Celebrating SVA’s Graduate Programs
November 8–27, 2024
SVA presents Bold Outlines: Celebrating SVA’s Graduate Programs, an exhibition of works by alumni and students from SVA’s more than a dozen graduate programs, curated by Daniela Marin Aristizábal (Independent curator and MA Curatorial Practice thesis student) and Lotte Marie Allen (MFA Computer Arts advisor and faculty). The exhibition will be on view Friday, November 8, through Wednesday, November 27, at the Flatiron Gallery, 133 West 21st Street, New York City. This show also celebrates the opening of the College’s new Graduate Center, a dedicated facility for all graduate students, staff, and faculty, where they can meet, congregate, and inspire one another’s respective practices.

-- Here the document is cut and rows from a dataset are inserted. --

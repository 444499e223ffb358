//! Account model
//!
//! Accounts are the axis along which external (bank-feed) transactions are
//! keyed. The engine does not manage account credentials or statements; it
//! only needs identity, an active flag, and whether the account participates
//! in reconciliation.

use chrono::{DateTime, Utc};
use serde::{Deserialize, Serialize};
use std::fmt;

use super::ids::AccountId;

/// A bank or card account known to the ledger
#[derive(Debug, Clone, Serialize, Deserialize)]
pub struct Account {
    /// Unique identifier
    pub id: AccountId,

    /// Account name
    pub name: String,

    /// Whether transactions on this account participate in reconciliation
    #[serde(default = "default_true")]
    pub reconcilable: bool,

    /// Whether the account is active
    #[serde(default = "default_true")]
    pub active: bool,

    /// When the account was created
    pub created_at: DateTime<Utc>,

    /// When the account was last modified
    pub updated_at: DateTime<Utc>,
}

fn default_true() -> bool {
    true
}

impl Account {
    /// Create a new account
    pub fn new(name: impl Into<String>) -> Self {
        let now = Utc::now();
        Self {
            id: AccountId::new(),
            name: name.into(),
            reconcilable: true,
            active: true,
            created_at: now,
            updated_at: now,
        }
    }

    /// Exclude this account's transactions from reconciliation
    pub fn set_reconcilable(&mut self, reconcilable: bool) {
        self.reconcilable = reconcilable;
        self.updated_at = Utc::now();
    }

    /// Deactivate the account
    pub fn deactivate(&mut self) {
        self.active = false;
        self.updated_at = Utc::now();
    }

    /// Validate the account
    pub fn validate(&self) -> Result<(), String> {
        if self.name.trim().is_empty() {
            return Err("Account name cannot be empty".to_string());
        }
        Ok(())
    }
}

impl fmt::Display for Account {
    fn fmt(&self, f: &mut fmt::Formatter<'_>) -> fmt::Result {
        write!(f, "{}", self.name)
    }
}

#[cfg(test)]
mod tests {
    use super::*;

    #[test]
    fn test_new_account() {
        let account = Account::new("Checking");
        assert_eq!(account.name, "Checking");
        assert!(account.active);
        assert!(account.reconcilable);
        assert!(account.validate().is_ok());
    }

    #[test]
    fn test_deactivate() {
        let mut account = Account::new("Old Card");
        account.deactivate();
        assert!(!account.active);
    }

    #[test]
    fn test_validate_empty_name() {
        let mut account = Account::new("  ");
        assert!(account.validate().is_err());
        account.name = "Savings".to_string();
        assert!(account.validate().is_ok());
    }

    #[test]
    fn test_serialization() {
        let account = Account::new("Checking");
        let json = serde_json::to_string(&account).unwrap();
        let deserialized: Account = serde_json::from_str(&json).unwrap();
        assert_eq!(account.id, deserialized.id);
        assert_eq!(account.name, deserialized.name);
    }
}
//! File I/O utilities with atomic writes
//!
//! Provides safe file operations that won't corrupt data on failure.

use std::fs::{self, File};
use std::io::{BufReader, BufWriter, Write};
use std::path::Path;

use serde::{de::DeserializeOwned, Serialize};

use crate::error::PaycycleError;

/// Read JSON from a file, returning a default value if the file doesn't exist
pub fn read_json<T, P>(path: P) -> Result<T, PaycycleError>
where
    T: DeserializeOwned + Default,
    P: AsRef<Path>,
{
    let path = path.as_ref();

    if !path.exists() {
        return Ok(T::default());
    }

    let file = File::open(path)
        .map_err(|e| PaycycleError::Storage(format!("Failed to open {}: {}", path.display(), e)))?;

    let reader = BufReader::new(file);
    serde_json::from_reader(reader)
        .map_err(|e| PaycycleError::Storage(format!("Failed to parse {}: {}", path.display(), e)))
}

/// Write JSON to a file atomically (write to temp, then rename)
///
/// The file is either completely written or not modified at all, so a crash
/// mid-write cannot corrupt the store.
pub fn write_json_atomic<T, P>(path: P, data: &T) -> Result<(), PaycycleError>
where
    T: Serialize,
    P: AsRef<Path>,
{
    let path = path.as_ref();

    // Ensure parent directory exists
    if let Some(parent) = path.parent() {
        fs::create_dir_all(parent).map_err(|e| {
            PaycycleError::Storage(format!(
                "Failed to create directory {}: {}",
                parent.display(),
                e
            ))
        })?;
    }

    // Temp file must live in the same directory for the rename to be atomic
    let temp_path = path.with_extension("json.tmp");

    let file = File::create(&temp_path)
        .map_err(|e| PaycycleError::Storage(format!("Failed to create temp file: {}", e)))?;

    let mut writer = BufWriter::new(file);
    serde_json::to_writer_pretty(&mut writer, data)
        .map_err(|e| PaycycleError::Storage(format!("Failed to serialize data: {}", e)))?;

    writer
        .flush()
        .map_err(|e| PaycycleError::Storage(format!("Failed to flush data: {}", e)))?;

    // Sync to disk before rename
    writer
        .get_ref()
        .sync_all()
        .map_err(|e| PaycycleError::Storage(format!("Failed to sync data: {}", e)))?;

    fs::rename(&temp_path, path).map_err(|e| {
        // Try to clean up the temp file if the rename fails
        let _ = fs::remove_file(&temp_path);
        PaycycleError::Storage(format!("Failed to rename temp file: {}", e))
    })?;

    Ok(())
}
//! paycycle - transaction allocation and reconciliation engine
//!
//! This library is the core of a personal-finance budgeting system built
//! around recurring biweekly pay periods. It owns the hard parts: splitting
//! real-world transactions across budgets with exact-sum invariants,
//! projecting recurrence rules into concrete dated occurrences, matching
//! bank-feed transactions against the ledger under 1:1 constraints, and
//! computing running and projected balances. The web UI, authentication,
//! and bank download layers live elsewhere and consume this crate.
//!
//! # Architecture
//!
//! - `config`: path resolution and user settings
//! - `error`: the `PaycycleError` type and result alias
//! - `models`: money, budgets, schedules, transactions, external
//!   transactions, reconciliation links
//! - `storage`: JSON file repositories with atomic writes
//! - `services`: the mutation surface and read models (ledger, budget
//!   registry, matcher, balances, bank feed import)
//!
//! # Example
//!
//! ```rust,no_run
//! use paycycle::config::paths::PaycyclePaths;
//! use paycycle::storage::Storage;
//!
//! # fn main() -> Result<(), paycycle::PaycycleError> {
//! let paths = PaycyclePaths::new()?;
//! let mut storage = Storage::new(paths)?;
//! storage.load_all()?;
//! # Ok(())
//! # }
//! ```

pub mod config;
pub mod error;
pub mod models;
pub mod services;
pub mod storage;

pub use error::{PaycycleError, PaycycleResult};
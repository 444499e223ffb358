//! Budget repository for JSON storage
//!
//! Manages loading and saving budgets to budgets.json

use std::collections::HashMap;
use std::path::PathBuf;
use std::sync::RwLock;

use crate::error::PaycycleError;
use crate::models::{Budget, BudgetId};

use super::file_io::{read_json, write_json_atomic};

/// Serializable budget data structure
#[derive(Debug, Clone, Default, serde::Serialize, serde::Deserialize)]
struct BudgetData {
    budgets: Vec<Budget>,
}

/// Repository for budget persistence
pub struct BudgetRepository {
    path: PathBuf,
    data: RwLock<HashMap<BudgetId, Budget>>,
}

impl BudgetRepository {
    /// Create a new budget repository
    pub fn new(path: PathBuf) -> Self {
        Self {
            path,
            data: RwLock::new(HashMap::new()),
        }
    }

    /// Load budgets from disk
    pub fn load(&self) -> Result<(), PaycycleError> {
        let file_data: BudgetData = read_json(&self.path)?;

        let mut data = self
            .data
            .write()
            .map_err(|e| PaycycleError::Storage(format!("Failed to acquire write lock: {}", e)))?;

        data.clear();
        for budget in file_data.budgets {
            data.insert(budget.id, budget);
        }

        Ok(())
    }

    /// Save budgets to disk
    pub fn save(&self) -> Result<(), PaycycleError> {
        let data = self
            .data
            .read()
            .map_err(|e| PaycycleError::Storage(format!("Failed to acquire read lock: {}", e)))?;

        let mut budgets: Vec<_> = data.values().cloned().collect();
        budgets.sort_by(|a, b| a.name.cmp(&b.name).then(a.id.cmp(&b.id)));

        let file_data = BudgetData { budgets };
        write_json_atomic(&self.path, &file_data)
    }

    /// Get a budget by ID
    pub fn get(&self, id: BudgetId) -> Result<Option<Budget>, PaycycleError> {
        let data = self
            .data
            .read()
            .map_err(|e| PaycycleError::Storage(format!("Failed to acquire read lock: {}", e)))?;

        Ok(data.get(&id).cloned())
    }

    /// Get all budgets, sorted by name
    pub fn get_all(&self) -> Result<Vec<Budget>, PaycycleError> {
        let data = self
            .data
            .read()
            .map_err(|e| PaycycleError::Storage(format!("Failed to acquire read lock: {}", e)))?;

        let mut budgets: Vec<_> = data.values().cloned().collect();
        budgets.sort_by(|a, b| a.name.cmp(&b.name).then(a.id.cmp(&b.id)));
        Ok(budgets)
    }

    /// Get all active budgets, sorted by name
    pub fn get_active(&self) -> Result<Vec<Budget>, PaycycleError> {
        Ok(self.get_all()?.into_iter().filter(|b| b.active).collect())
    }

    /// Insert or update a budget
    pub fn upsert(&self, budget: Budget) -> Result<(), PaycycleError> {
        let mut data = self
            .data
            .write()
            .map_err(|e| PaycycleError::Storage(format!("Failed to acquire write lock: {}", e)))?;

        data.insert(budget.id, budget);
        Ok(())
    }

    /// Delete a budget
    ///
    /// Reference checks live in the budget service; the repository removes
    /// unconditionally.
    pub fn delete(&self, id: BudgetId) -> Result<bool, PaycycleError> {
        let mut data = self
            .data
            .write()
            .map_err(|e| PaycycleError::Storage(format!("Failed to acquire write lock: {}", e)))?;

        Ok(data.remove(&id).is_some())
    }

    /// Count budgets
    pub fn count(&self) -> Result<usize, PaycycleError> {
        let data = self
            .data
            .read()
            .map_err(|e| PaycycleError::Storage(format!("Failed to acquire read lock: {}", e)))?;

        Ok(data.len())
    }
}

Bold Outlines highlights the interconnectedness of various fields, including visual art, design, social practice, illustration, moving images, and more, underscoring the importance of interdisciplinary approaches in today’s artistic landscape. It invites viewers to explore the threads and throughlines that bind these disciplines, reflecting on how different artistic practices can complement and enhance one another.
Highlights from the exhibition include Hector Ruiz’s (MFA Design for Social Innovation) COMPA (2024), a collaboration with communities on both sides of the US and Mexican border. A glyph system was created and later programmed in a digital font that aims to reflect on what it means to live and travel in borderlands with two languages, as well as two political and economic systems. Xinlu Ciel Chen’s (BFA 2022 Illustration; MFA 2024 Illustration as Visual Essay) Echo in Blue (2024) is a frame-by-frame animation about giving and returning. A girl goes on a unique journey chasing her cat, culminating in the discovery of the truth and purpose behind it all. DW Zinsser’s (MFA Art Practice) A Beautiful Broth (2024) explores the resilience of the queer body through large-scale drawings that blend gestural watercolor painting and meticulous stippling. They create genderless, ageless forms that are both unformed and decaying; their work depicts piles of trash, plastic totems, and grotesque characters, celebrating excess and creating a cluttered shrine to grief.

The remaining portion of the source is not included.